Chapter 3 Summary
Henry spends the winter travelling around Italy. When he returns in the spring, he finds that the company still lives in the same town and in the same quarters. All is green now, and there are even some signs of green on the mangled mountain slopes. There are now more hospitals, along with more British men and women. Henry wanders the streets and finally comes back to the make-shift hospital where he and his comrades are housed. He goes to his room and finds his roommate, Lieutenant Rinaldi, asleep in bed. Rinaldi, a surgeon, greets Henry warmly when he awakens. He asks about Henry’s adventures. When Henry rattles off a list of towns he visited, Rinaldi complains that he sounds like a train schedule. Rinaldi asks where Henry met “her,” assuming there was a young lady somewhere along the adventure. He says that there are beautiful girls now in Gorizia, especially the English girls. Rinaldi announces that he is now in love with a Miss Barkley, whom he will probably marry.
Henry asks about the hospital work since he’s been gone. Rinaldi states that it is mostly small illnesses, discomforts, and diseases, with very few war wounds other than self-inflicted ones. But the war is scheduled to start the next week, so it will all start up again. He asks Henry if he thinks he should marry Miss Barkley after the war is over. Henry’s disinterested reply is “absolutely.”
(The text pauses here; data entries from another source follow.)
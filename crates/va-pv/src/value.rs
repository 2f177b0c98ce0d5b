//! PV value type.

use core::fmt;

use serde::{Deserialize, Serialize};
use va_core::ensure_finite;

use crate::error::{PvError, PvResult};

/// Value read from or written to a PV.
///
/// Serialized untagged, so JSON `true`, `3`, `0.5` and `[1.0, 2.0]` map
/// directly onto the variants.
#[derive(Debug, Clone, PartialEq, Serialize, Deserialize)]
#[serde(untagged)]
pub enum PvValue {
    Bool(bool),
    Int(i64),
    Float(f64),
    Array(Vec<f64>),
}

impl PvValue {
    /// Coerce to a finite scalar. Single-element arrays are accepted.
    pub fn as_real(&self) -> PvResult<f64> {
        let v = match self {
            Self::Bool(b) => {
                if *b {
                    1.0
                } else {
                    0.0
                }
            }
            Self::Int(i) => *i as f64,
            Self::Float(f) => *f,
            Self::Array(values) => match values.as_slice() {
                [v] => *v,
                _ => {
                    return Err(PvError::conversion(format!(
                        "expected a scalar, got an array of {} values",
                        values.len()
                    )));
                }
            },
        };
        Ok(ensure_finite(v, "PV value")?)
    }

    /// Coerce to a flag. Numbers are true when non-zero.
    pub fn as_bool(&self) -> PvResult<bool> {
        match self {
            Self::Bool(b) => Ok(*b),
            other => other.as_real().map(|v| v != 0.0),
        }
    }

    /// Scalar view for readings; `None` for arrays.
    pub fn as_scalar_opt(&self) -> Option<f64> {
        match self {
            Self::Bool(b) => Some(if *b { 1.0 } else { 0.0 }),
            Self::Int(i) => Some(*i as f64),
            Self::Float(f) => Some(*f),
            Self::Array(_) => None,
        }
    }
}

impl From<f64> for PvValue {
    fn from(v: f64) -> Self {
        Self::Float(v)
    }
}

impl From<bool> for PvValue {
    fn from(v: bool) -> Self {
        Self::Bool(v)
    }
}

impl From<i64> for PvValue {
    fn from(v: i64) -> Self {
        Self::Int(v)
    }
}

impl From<Vec<f64>> for PvValue {
    fn from(v: Vec<f64>) -> Self {
        Self::Array(v)
    }
}

impl fmt::Display for PvValue {
    fn fmt(&self, f: &mut fmt::Formatter<'_>) -> fmt::Result {
        match self {
            Self::Bool(b) => write!(f, "{b}"),
            Self::Int(i) => write!(f, "{i}"),
            Self::Float(v) => write!(f, "{v}"),
            Self::Array(values) => write!(f, "[{} values]", values.len()),
        }
    }
}

#[cfg(test)]
mod tests {
    use super::*;

    #[test]
    fn scalar_coercions() {
        assert_eq!(PvValue::Bool(true).as_real().unwrap(), 1.0);
        assert_eq!(PvValue::Int(-3).as_real().unwrap(), -3.0);
        assert_eq!(PvValue::Array(vec![0.25]).as_real().unwrap(), 0.25);
        assert!(PvValue::Array(vec![1.0, 2.0]).as_real().is_err());
        assert!(PvValue::Float(f64::NAN).as_real().is_err());
    }

    #[test]
    fn bool_coercions() {
        assert!(PvValue::Int(1).as_bool().unwrap());
        assert!(!PvValue::Float(0.0).as_bool().unwrap());
        assert!(PvValue::Array(vec![]).as_bool().is_err());
    }

    #[test]
    fn untagged_json() {
        let values: Vec<PvValue> = serde_json::from_str("[true, 3, 0.5, [1.0, 2.0]]").unwrap();
        assert_eq!(
            values,
            vec![
                PvValue::Bool(true),
                PvValue::Int(3),
                PvValue::Float(0.5),
                PvValue::Array(vec![1.0, 2.0]),
            ]
        );
    }
}
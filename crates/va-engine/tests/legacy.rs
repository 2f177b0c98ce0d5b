//! Legacy driver against a live engine.

use va_core::constants::RIGIDITY_KG_M_PER_GEV;
use va_core::units::ev;
use va_engine::{LegacyDriver, RoutingMode, SharedAccelerator, VirtualAccelerator, WriteOutcome};
use va_lattice::{ElementKind, Param, SegmentBuilder};
use va_pv::{ControlNameMap, PvValue};
use va_sim::{BeamOptions, ParticleBeam, TwissParameters};

fn shared() -> SharedAccelerator {
    let mut b = SegmentBuilder::new("in20");
    b.add("qe01", ElementKind::quadrupole(1.0, 0.0));
    b.add("xc01", ElementKind::horizontal_corrector(0.1, 0.0));
    b.add("d", ElementKind::drift(1.0));
    b.add("otr2", ElementKind::screen([16, 16], [1e-4, 1e-4]));
    let segment = b.build().unwrap();
    let mapping = ControlNameMap::from_pairs([
        ("QUAD:IN20:425", "qe01"),
        ("XCOR:IN20:221", "xc01"),
        ("OTRS:IN20:571", "otr2"),
    ]);
    let opts = BeamOptions {
        // Bρ = 1 kG·m
        energy: ev(1e9 / RIGIDITY_KG_M_PER_GEV),
        num_particles: 500,
        ..Default::default()
    };
    let beam = ParticleBeam::from_twiss(&TwissParameters::default(), &opts).unwrap();
    SharedAccelerator::new(VirtualAccelerator::new(segment, mapping, beam).unwrap())
}

fn k1(va: &SharedAccelerator, name: &str) -> f64 {
    va.with(|engine| {
        let idx = engine.segment().find(name)[0];
        engine.segment().element(idx).unwrap().param(Param::K1).unwrap()
    })
    .unwrap()
}

#[test]
fn quad_setpoint_reaches_simulation() {
    let va = shared();
    let mut driver = LegacyDriver::new(va.clone(), RoutingMode::Historical);

    let outcome = driver
        .write("QUAD:IN20:425:BCTRL", PvValue::Float(0.7))
        .unwrap();
    assert_eq!(outcome, WriteOutcome::Simulated);
    assert!((k1(&va, "qe01") - 0.7).abs() < 1e-12);

    let read = driver.read("QUAD:IN20:425:BCTRL").unwrap();
    assert!((read.unwrap().as_real().unwrap() - 0.7).abs() < 1e-12);
}

#[test]
fn bact_write_is_a_no_op() {
    let va = shared();
    let mut driver = LegacyDriver::new(va.clone(), RoutingMode::Historical);
    driver.set_param("QUAD:IN20:425:BACT", PvValue::Float(0.0));

    let outcome = driver
        .write("QUAD:IN20:425:BACT", PvValue::Float(5.0))
        .unwrap();
    assert_eq!(outcome, WriteOutcome::Ignored);
    assert_eq!(
        driver.read("QUAD:IN20:425:BACT").unwrap(),
        Some(PvValue::Float(0.0))
    );
    assert_eq!(k1(&va, "qe01"), 0.0);
}

#[test]
fn otrs_writes_are_refused() {
    let mut driver = LegacyDriver::new(shared(), RoutingMode::Historical);
    let outcome = driver
        .write("OTRS:IN20:571:PNEUMATIC", PvValue::Bool(false))
        .unwrap();
    assert_eq!(outcome, WriteOutcome::Refused);
    assert_eq!(driver.get_param("OTRS:IN20:571:PNEUMATIC"), None);
}

#[test]
fn image_reads_come_from_engine() {
    let driver = LegacyDriver::new(shared(), RoutingMode::Structured);
    match driver.read("OTRS:IN20:571:Image:ArrayData").unwrap() {
        Some(PvValue::Array(image)) => assert_eq!(image.len(), 256),
        other => panic!("unexpected {other:?}"),
    }
}

#[test]
fn corrector_routing_depends_on_mode() {
    let va = shared();

    let mut historical = LegacyDriver::new(va.clone(), RoutingMode::Historical);
    assert_eq!(
        historical
            .write("XCOR:IN20:221:BCTRL", PvValue::Float(0.01))
            .unwrap(),
        WriteOutcome::Simulated
    );

    let mut structured = LegacyDriver::new(va.clone(), RoutingMode::Structured);
    assert_eq!(
        structured
            .write("XCOR:IN20:221:BCTRL", PvValue::Float(0.02))
            .unwrap(),
        WriteOutcome::Stored
    );

    let angle = va
        .with(|engine| {
            let idx = engine.segment().find("xc01")[0];
            engine.segment().element(idx).unwrap().param(Param::Angle).unwrap()
        })
        .unwrap();
    assert!((angle - 0.01).abs() < 1e-12);
}
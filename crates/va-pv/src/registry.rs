//! Attribute accessor registry.
//!
//! Maps `(element type, PV attribute)` to a getter and an optional setter.
//! Tables are static; [`resolve`] is an exhaustive match over
//! [`ElementType`], so a new element kind must be given a table (possibly
//! empty) before it compiles.

use core::fmt;

use va_core::units::Energy;
use va_lattice::{Element, ElementKind, ElementType, Param};

use crate::conversion;
use crate::error::{PvError, PvResult};
use crate::value::PvValue;

/// Direction of a PV access.
#[derive(Debug, Clone, Copy, PartialEq, Eq, Hash)]
pub enum Access {
    Read,
    Write,
}

impl fmt::Display for Access {
    fn fmt(&self, f: &mut fmt::Formatter<'_>) -> fmt::Result {
        match self {
            Self::Read => f.write_str("read"),
            Self::Write => f.write_str("write"),
        }
    }
}

type Getter = fn(&Element, Energy) -> PvResult<PvValue>;
type Setter = fn(&Element, Energy, &PvValue) -> PvResult<NativeWrite>;

/// A converted setpoint, ready to be stored on an element.
#[derive(Debug, Clone, Copy, PartialEq)]
pub struct NativeWrite {
    pub param: Param,
    pub value: f64,
}

impl NativeWrite {
    fn new(param: Param, value: f64) -> Self {
        Self { param, value }
    }

    /// Store the value. Fails if `element` has no such parameter.
    pub fn apply(self, element: &mut Element) -> PvResult<()> {
        if element.set_param(self.param, self.value) {
            Ok(())
        } else {
            Err(missing_param(element, self.param))
        }
    }
}

/// A getter and optional setter for one attribute of one element type.
#[derive(Clone, Copy)]
pub struct Accessor {
    pub attribute: &'static str,
    getter: Getter,
    setter: Option<Setter>,
}

impl fmt::Debug for Accessor {
    fn fmt(&self, f: &mut fmt::Formatter<'_>) -> fmt::Result {
        f.debug_struct("Accessor")
            .field("attribute", &self.attribute)
            .field("writable", &self.is_writable())
            .finish()
    }
}

impl Accessor {
    const fn read_only(attribute: &'static str, getter: Getter) -> Self {
        Self {
            attribute,
            getter,
            setter: None,
        }
    }

    const fn read_write(attribute: &'static str, getter: Getter, setter: Setter) -> Self {
        Self {
            attribute,
            getter,
            setter: Some(setter),
        }
    }

    pub fn is_writable(&self) -> bool {
        self.setter.is_some()
    }

    /// Read the attribute using the beam energy at the element.
    pub fn get(&self, element: &Element, energy: Energy) -> PvResult<PvValue> {
        (self.getter)(element, energy)
    }

    /// Convert `value` to the native setpoint for `element` without
    /// touching it.
    pub fn convert(&self, element: &Element, energy: Energy, value: &PvValue) -> PvResult<NativeWrite> {
        let write = match self.setter {
            Some(setter) => setter(element, energy, value)?,
            None => {
                return Err(unsupported(
                    element.element_type(),
                    self.attribute,
                    Access::Write,
                ));
            }
        };
        if element.param(write.param).is_none() {
            return Err(missing_param(element, write.param));
        }
        Ok(write)
    }

    /// Write the attribute using the beam energy at the element.
    pub fn set(&self, element: &mut Element, energy: Energy, value: &PvValue) -> PvResult<()> {
        self.convert(element, energy, value)?.apply(element)
    }
}

fn unsupported(element_type: ElementType, attribute: &str, access: Access) -> PvError {
    PvError::UnsupportedAttribute {
        element_type,
        attribute: attribute.to_string(),
        access,
    }
}

fn missing_param(element: &Element, param: Param) -> PvError {
    PvError::conversion(format!(
        "element '{}' of type {} has no {param:?}",
        element.name,
        element.element_type()
    ))
}

fn native(element: &Element, param: Param) -> PvResult<f64> {
    element
        .param(param)
        .ok_or_else(|| missing_param(element, param))
}

fn reading_component(element: &Element, index: usize) -> PvResult<PvValue> {
    element
        .reading()
        .and_then(|r| r.get(index))
        .map(|v| PvValue::Float(*v))
        .ok_or_else(|| PvError::conversion(format!("'{}' has no reading", element.name)))
}

// Quadrupole

fn quad_field(e: &Element, energy: Energy) -> PvResult<PvValue> {
    let k1 = native(e, Param::K1)?;
    Ok(conversion::field_integral_from_k1(k1, e.length(), energy).into())
}

fn set_quad_field(e: &Element, energy: Energy, v: &PvValue) -> PvResult<NativeWrite> {
    let k1 = conversion::k1_from_field_integral(v.as_real()?, e.length(), energy)?;
    Ok(NativeWrite::new(Param::K1, k1))
}

static QUADRUPOLE: &[Accessor] = &[
    Accessor::read_write("BCTRL", quad_field, set_quad_field),
    Accessor::read_only("BACT", quad_field),
];

// Solenoid

fn solenoid_field(e: &Element, energy: Energy) -> PvResult<PvValue> {
    let k = native(e, Param::K)?;
    Ok(conversion::solenoid_field_from_k(k, energy).into())
}

fn set_solenoid_field(_: &Element, energy: Energy, v: &PvValue) -> PvResult<NativeWrite> {
    let k = conversion::k_from_solenoid_field(v.as_real()?, energy)?;
    Ok(NativeWrite::new(Param::K, k))
}

static SOLENOID: &[Accessor] = &[
    Accessor::read_write("BCTRL", solenoid_field, set_solenoid_field),
    Accessor::read_only("BACT", solenoid_field),
];

// Correctors

fn corrector_field(e: &Element, energy: Energy) -> PvResult<PvValue> {
    let angle = native(e, Param::Angle)?;
    Ok(conversion::kick_from_angle(angle, energy).into())
}

fn set_corrector_field(_: &Element, energy: Energy, v: &PvValue) -> PvResult<NativeWrite> {
    let angle = conversion::angle_from_kick(v.as_real()?, energy)?;
    Ok(NativeWrite::new(Param::Angle, angle))
}

static CORRECTOR: &[Accessor] = &[
    Accessor::read_write("BCTRL", corrector_field, set_corrector_field),
    Accessor::read_only("BACT", corrector_field),
];

// Transverse deflecting cavity

fn tcav_voltage(e: &Element, _: Energy) -> PvResult<PvValue> {
    Ok(native(e, Param::Voltage)?.into())
}

fn set_tcav_voltage(_: &Element, _: Energy, v: &PvValue) -> PvResult<NativeWrite> {
    Ok(NativeWrite::new(Param::Voltage, v.as_real()?))
}

fn tcav_phase(e: &Element, _: Energy) -> PvResult<PvValue> {
    Ok(native(e, Param::Phase)?.into())
}

fn set_tcav_phase(_: &Element, _: Energy, v: &PvValue) -> PvResult<NativeWrite> {
    Ok(NativeWrite::new(Param::Phase, v.as_real()?))
}

static TCAV: &[Accessor] = &[
    Accessor::read_write("AREQ", tcav_voltage, set_tcav_voltage),
    Accessor::read_write("PREQ", tcav_phase, set_tcav_phase),
    Accessor::read_only("AACT", tcav_voltage),
    Accessor::read_only("PACT", tcav_phase),
];

// BPM

fn bpm_x(e: &Element, _: Energy) -> PvResult<PvValue> {
    reading_component(e, 0)
}

fn bpm_y(e: &Element, _: Energy) -> PvResult<PvValue> {
    reading_component(e, 1)
}

static BPM: &[Accessor] = &[
    Accessor::read_only("XSCDT1H", bpm_x),
    Accessor::read_only("YSCDT1H", bpm_y),
];

// Screen

fn screen_image(e: &Element, _: Energy) -> PvResult<PvValue> {
    match &e.kind {
        ElementKind::Screen {
            resolution,
            reading,
            ..
        } => Ok(PvValue::Array(
            reading
                .clone()
                .unwrap_or_else(|| vec![0.0; resolution[0] * resolution[1]]),
        )),
        _ => Err(unsupported(e.element_type(), "Image:ArrayData", Access::Read)),
    }
}

fn screen_inserted(e: &Element, _: Energy) -> PvResult<PvValue> {
    Ok(PvValue::Bool(native(e, Param::IsActive)? != 0.0))
}

fn set_screen_inserted(_: &Element, _: Energy, v: &PvValue) -> PvResult<NativeWrite> {
    let inserted = if v.as_bool()? { 1.0 } else { 0.0 };
    Ok(NativeWrite::new(Param::IsActive, inserted))
}

fn screen_geometry(e: &Element) -> Option<([usize; 2], [f64; 2])> {
    match &e.kind {
        ElementKind::Screen {
            resolution,
            pixel_size,
            ..
        } => Some((*resolution, *pixel_size)),
        _ => None,
    }
}

fn screen_columns(e: &Element, _: Energy) -> PvResult<PvValue> {
    screen_geometry(e)
        .map(|(res, _)| PvValue::Int(res[0] as i64))
        .ok_or_else(|| unsupported(e.element_type(), "Image:ArraySize1_RBV", Access::Read))
}

fn screen_rows(e: &Element, _: Energy) -> PvResult<PvValue> {
    screen_geometry(e)
        .map(|(res, _)| PvValue::Int(res[1] as i64))
        .ok_or_else(|| unsupported(e.element_type(), "Image:ArraySize2_RBV", Access::Read))
}

fn screen_pixel_size(e: &Element, _: Energy) -> PvResult<PvValue> {
    screen_geometry(e)
        .map(|(_, px)| PvValue::Float(px[0]))
        .ok_or_else(|| unsupported(e.element_type(), "RESOLUTION", Access::Read))
}

static SCREEN: &[Accessor] = &[
    Accessor::read_only("Image:ArrayData", screen_image),
    Accessor::read_write("PNEUMATIC", screen_inserted, set_screen_inserted),
    Accessor::read_only("Image:ArraySize1_RBV", screen_columns),
    Accessor::read_only("Image:ArraySize2_RBV", screen_rows),
    Accessor::read_only("RESOLUTION", screen_pixel_size),
];

/// All accessors defined for an element type. Empty for types that are not
/// addressable (drifts, accelerating cavities, unsupported elements).
pub fn entries(element_type: ElementType) -> &'static [Accessor] {
    match element_type {
        ElementType::Quadrupole => QUADRUPOLE,
        ElementType::Solenoid => SOLENOID,
        ElementType::HorizontalCorrector | ElementType::VerticalCorrector => CORRECTOR,
        ElementType::TransverseDeflectingCavity => TCAV,
        ElementType::Bpm => BPM,
        ElementType::Screen => SCREEN,
        ElementType::Drift | ElementType::Cavity | ElementType::Unsupported => &[],
    }
}

/// Find the accessor for `attribute` on `element_type`.
///
/// Fails with [`PvError::UnsupportedAttribute`] if the type has no such
/// attribute, or if `access` is a write and the attribute is read-only.
pub fn resolve(
    element_type: ElementType,
    attribute: &str,
    access: Access,
) -> PvResult<&'static Accessor> {
    entries(element_type)
        .iter()
        .find(|a| a.attribute == attribute)
        .filter(|a| access == Access::Read || a.is_writable())
        .ok_or_else(|| unsupported(element_type, attribute, access))
}
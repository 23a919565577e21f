use criterion::{black_box, criterion_group, criterion_main, Criterion};
use std::io::Cursor;
use xp3arc::crypto::{apply_keystream, apply_keystream_scalar, PROFILE_NEKO_VOL0, PROFILE_NONE};
use xp3arc::Xp3Writer;

fn bench_keystream(c: &mut Criterion) {
    let mut data = vec![0x5Au8; 1024 * 1024];
    let checksum = 0xDEAD_BEEF;

    c.bench_function("keystream_1mb_vectorized", |b| {
        b.iter(|| apply_keystream(black_box(&mut data), checksum, &PROFILE_NEKO_VOL0))
    });
    c.bench_function("keystream_1mb_scalar", |b| {
        b.iter(|| apply_keystream_scalar(black_box(&mut data), checksum, &PROFILE_NEKO_VOL0))
    });
}

fn bench_pack_single_file(c: &mut Criterion) {
    let data = vec![42u8; 1024 * 1024];

    c.bench_function("pack_1mb_plain", |b| {
        b.iter(|| {
            let mut writer = Xp3Writer::new(Cursor::new(Vec::new())).unwrap();
            writer.add("bench.bin", black_box(&data), &PROFILE_NONE, 0).unwrap();
            writer.finalize().unwrap();
        })
    });

    c.bench_function("pack_1mb_encrypted", |b| {
        b.iter(|| {
            let mut writer = Xp3Writer::new(Cursor::new(Vec::new())).unwrap();
            writer.add("bench.bin", black_box(&data), &PROFILE_NEKO_VOL0, 0).unwrap();
            writer.finalize().unwrap();
        })
    });
}

criterion_group!(benches, bench_keystream, bench_pack_single_file);
criterion_main!(benches);
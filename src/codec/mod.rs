//! Zlib segment codec and the store-raw policy.
//!
//! Both the data segments and the serialized index use plain zlib streams.
//! The write-time policy is "strictly smaller or store raw": compression
//! overhead is never paid for incompressible content, and a raw segment
//! always has `compressed_size == uncompressed_size`.

use flate2::read::ZlibDecoder;
use flate2::write::ZlibEncoder;
use flate2::Compression;
use std::io::{self, Read, Write};

use crate::error::Xp3Error;

/// Deflate at maximum compression level.
pub fn deflate(data: &[u8]) -> io::Result<Vec<u8>> {
    let mut encoder = ZlibEncoder::new(Vec::new(), Compression::best());
    encoder.write_all(data)?;
    encoder.finish()
}

/// Inflate a whole zlib stream.
pub fn inflate(data: &[u8]) -> io::Result<Vec<u8>> {
    let mut out = Vec::new();
    ZlibDecoder::new(data).read_to_end(&mut out)?;
    Ok(out)
}

/// Inflate a segment and verify the declared plaintext size.
pub fn inflate_segment(data: &[u8], expected: u64) -> Result<Vec<u8>, Xp3Error> {
    let out = inflate(data)?;
    if out.len() as u64 != expected {
        return Err(Xp3Error::CorruptSegment {
            expected,
            actual: out.len() as u64,
        });
    }
    Ok(out)
}

/// Compress one segment, storing raw unless deflate is strictly smaller.
///
/// Returns the bytes to write plus the `is_compressed` flag for the
/// segment record.
pub fn pack(data: &[u8]) -> io::Result<(Vec<u8>, bool)> {
    let compressed = deflate(data)?;
    if compressed.len() < data.len() {
        Ok((compressed, true))
    } else {
        Ok((data.to_vec(), false))
    }
}
use clap::{Parser, Subcommand};
use std::fs::File;
use std::io::Write;
use std::path::PathBuf;

use xp3arc::archive::{self, PackOptions};
use xp3arc::crypto::{EncryptionProfile, PROFILES, PROFILE_NONE};

#[derive(Parser)]
#[command(name = "xp3arc", about = "KiriKiri .XP3 archive packing and extraction tool")]
struct Cli {
    #[command(subcommand)]
    command: Commands,
}

#[derive(Subcommand)]
enum Commands {
    /// Pack a directory into an .xp3 archive
    Pack {
        /// Directory to pack
        input: PathBuf,
        /// Output archive path
        output: PathBuf,
        /// Encryption profile: none, neko_vol1, neko_vol1_steam, neko_vol0, neko_vol0_steam
        #[arg(short, long, default_value = "none")]
        encryption: String,
        /// Ignore subdirectories and pack as if all files are in the root
        #[arg(short, long)]
        flatten: bool,
    },
    /// Extract an .xp3 archive
    Extract {
        input: PathBuf,
        #[arg(short = 'C', long, default_value = ".")]
        output_dir: PathBuf,
        #[arg(short, long, default_value = "none")]
        encryption: String,
    },
    /// List archive contents
    List {
        input: PathBuf,
    },
    /// Dump the raw decompressed file index
    DumpIndex {
        input: PathBuf,
        #[arg(short, long)]
        output: PathBuf,
    },
}

fn main() -> Result<(), Box<dyn std::error::Error>> {
    env_logger::init();

    match Cli::parse().command {
        // ── Pack ─────────────────────────────────────────────────────────────
        Commands::Pack { input, output, encryption, flatten } => {
            let opts = PackOptions {
                profile: parse_profile(&encryption),
                flatten,
                ..PackOptions::default()
            };
            archive::pack_dir(&input, &output, &opts)?;
            println!("Created: {}", output.display());
        }

        // ── Extract ──────────────────────────────────────────────────────────
        Commands::Extract { input, output_dir, encryption } => {
            let mut reader = archive::open(&input)?;
            let count = archive::extract_all(&mut reader, &output_dir, parse_profile(&encryption))?;
            println!("Extracted {count} file(s) to {}", output_dir.display());
        }

        // ── List ─────────────────────────────────────────────────────────────
        Commands::List { input } => {
            let reader = archive::open(&input)?;
            println!("Archive: {} ({} entries)", input.display(), reader.len());
            println!("{:<40} {:>12} {:>12} {:>5} {:>5}", "Path", "Size", "Stored", "Comp", "Enc");
            for entry in reader.entries() {
                println!(
                    "{:<40} {:>12} {:>12} {:>5} {:>5}",
                    entry.path(),
                    entry.uncompressed_size(),
                    entry.compressed_size(),
                    if entry.segments.iter().any(|s| s.is_compressed) { "yes" } else { "no" },
                    if entry.is_encrypted() { "yes" } else { "no" },
                );
            }
        }

        // ── DumpIndex ────────────────────────────────────────────────────────
        Commands::DumpIndex { input, output } => {
            let mut reader = archive::open(&input)?;
            let index = reader.dump_index()?;
            File::create(&output)?.write_all(&index)?;
            println!("Dumped {} index bytes to {}", index.len(), output.display());
        }
    }

    Ok(())
}

fn parse_profile(name: &str) -> &'static EncryptionProfile {
    EncryptionProfile::from_name(name).unwrap_or_else(|| {
        let known: Vec<&str> = PROFILES.iter().map(|p| p.name).collect();
        eprintln!("Unknown encryption profile '{name}' (known: {}), defaulting to none", known.join(", "));
        &PROFILE_NONE
    })
}
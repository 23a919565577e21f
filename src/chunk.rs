//! Tag/length/payload chunk grammar shared by every index record.
//!
//! A chunk is a 4-byte ASCII tag, a u64 little-endian payload length, and
//! exactly that many payload bytes.  Declared lengths come from the archive
//! and are never trusted: [`ChunkBody`] records where the payload must end
//! and `finish()` fails unless the cursor lands exactly there, which catches
//! both truncated payloads and lying length fields.

use byteorder::{LittleEndian, ReadBytesExt, WriteBytesExt};
use std::io::{self, Read, Seek, Write};

use crate::error::Xp3Error;

// ── Chunk tags ───────────────────────────────────────────────────────────────

/// Entry record container.
pub const TAG_FILE: [u8; 4] = *b"File";
/// Optional creation timestamp.
pub const TAG_TIME: [u8; 4] = *b"time";
/// Adler-32 checksum of the plaintext content.
pub const TAG_ADLR: [u8; 4] = *b"adlr";
/// Segment list.
pub const TAG_SEGM: [u8; 4] = *b"segm";
/// Entry metadata (flags, sizes, stored path).
pub const TAG_INFO: [u8; 4] = *b"info";
/// Encryption header, standard flavor.
pub const TAG_ELIF: [u8; 4] = *b"eliF";
/// Encryption header, `neko` flavor.
pub const TAG_NEKO: [u8; 4] = *b"neko";

// ── Reading ──────────────────────────────────────────────────────────────────

/// Read the next 4-byte chunk tag.
pub fn read_tag<R: Read>(r: &mut R) -> io::Result<[u8; 4]> {
    let mut tag = [0u8; 4];
    r.read_exact(&mut tag)?;
    Ok(tag)
}

/// Bounds of a chunk payload whose length field has been consumed.
#[derive(Debug, Clone, Copy)]
pub struct ChunkBody {
    pub len: u64,
    pub end: u64,
}

impl ChunkBody {
    /// Read the u64 length field and record where the payload must end.
    pub fn begin<R: Read + Seek>(r: &mut R) -> Result<Self, Xp3Error> {
        let len = r.read_u64::<LittleEndian>()?;
        let start = r.stream_position()?;
        let end = start
            .checked_add(len)
            .ok_or_else(|| Xp3Error::format(format!("chunk length {len} overflows cursor")))?;
        Ok(Self { len, end })
    }

    /// Verify the cursor sits exactly at the declared payload end.
    pub fn finish<R: Seek>(&self, r: &mut R) -> Result<(), Xp3Error> {
        let pos = r.stream_position()?;
        if pos != self.end {
            return Err(Xp3Error::format(format!(
                "chunk cursor at {pos}, expected {} (declared length {})",
                self.end, self.len
            )));
        }
        Ok(())
    }
}

// ── Writing ──────────────────────────────────────────────────────────────────

/// Emit tag + u64 length + payload with no padding.
pub fn write_chunk<W: Write>(w: &mut W, tag: [u8; 4], payload: &[u8]) -> io::Result<()> {
    w.write_all(&tag)?;
    w.write_u64::<LittleEndian>(payload.len() as u64)?;
    w.write_all(payload)
}

// ── UTF-16LE path strings ────────────────────────────────────────────────────

/// Read `code_units` UTF-16LE code units plus the 2-byte null terminator.
pub fn read_utf16_path<R: Read>(r: &mut R, code_units: usize) -> Result<String, Xp3Error> {
    let mut units = Vec::with_capacity(code_units);
    for _ in 0..code_units {
        units.push(r.read_u16::<LittleEndian>()?);
    }
    let terminator = r.read_u16::<LittleEndian>()?;
    if terminator != 0 {
        return Err(Xp3Error::format("path string is not null-terminated"));
    }
    String::from_utf16(&units).map_err(|_| Xp3Error::format("path is not valid UTF-16"))
}

/// Write a path as UTF-16LE code units plus a 2-byte null terminator.
pub fn write_utf16_path<W: Write>(w: &mut W, path: &str) -> io::Result<()> {
    for unit in path.encode_utf16() {
        w.write_u16::<LittleEndian>(unit)?;
    }
    w.write_u16::<LittleEndian>(0)
}

/// Number of UTF-16 code units in a path (the on-disk length field).
pub fn utf16_len(path: &str) -> usize {
    path.encode_utf16().count()
}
As Henry washes up, Rinaldi tries to borrow fifty lire from him because he wants to make Miss Barkley believe that he is a man of “sufficient wealth.” Henry simply tells him to go to hell. In the mess hall that evening, Henry sits next to the priest, who is disappointed and hurt that Henry did not visit his family in Abruzzi. He had told them that Henry was coming, so they had prepared to receive him. Henry feels disappointed in himself and says, “We did not do the things we wanted to do.” As they talk amidst the buzz of conversation from the other officers, Henry reflects that he avoided any place where the winter lay heavy. He stayed near cafés and hotels, occasionally waking up with someone he did not remember. He does not share any of this with the priest, however, and the two of them are still friends despite the priest's disappointment. The captain once again begins tormenting the priest, first teasing him about girls and then alleging that he wants the Austrians to win (as he had said the pope wanted them to). The major tells the captain to leave the priest alone, that he is “all right.” The captain remarks that the priest cannot do anything about girls anyway.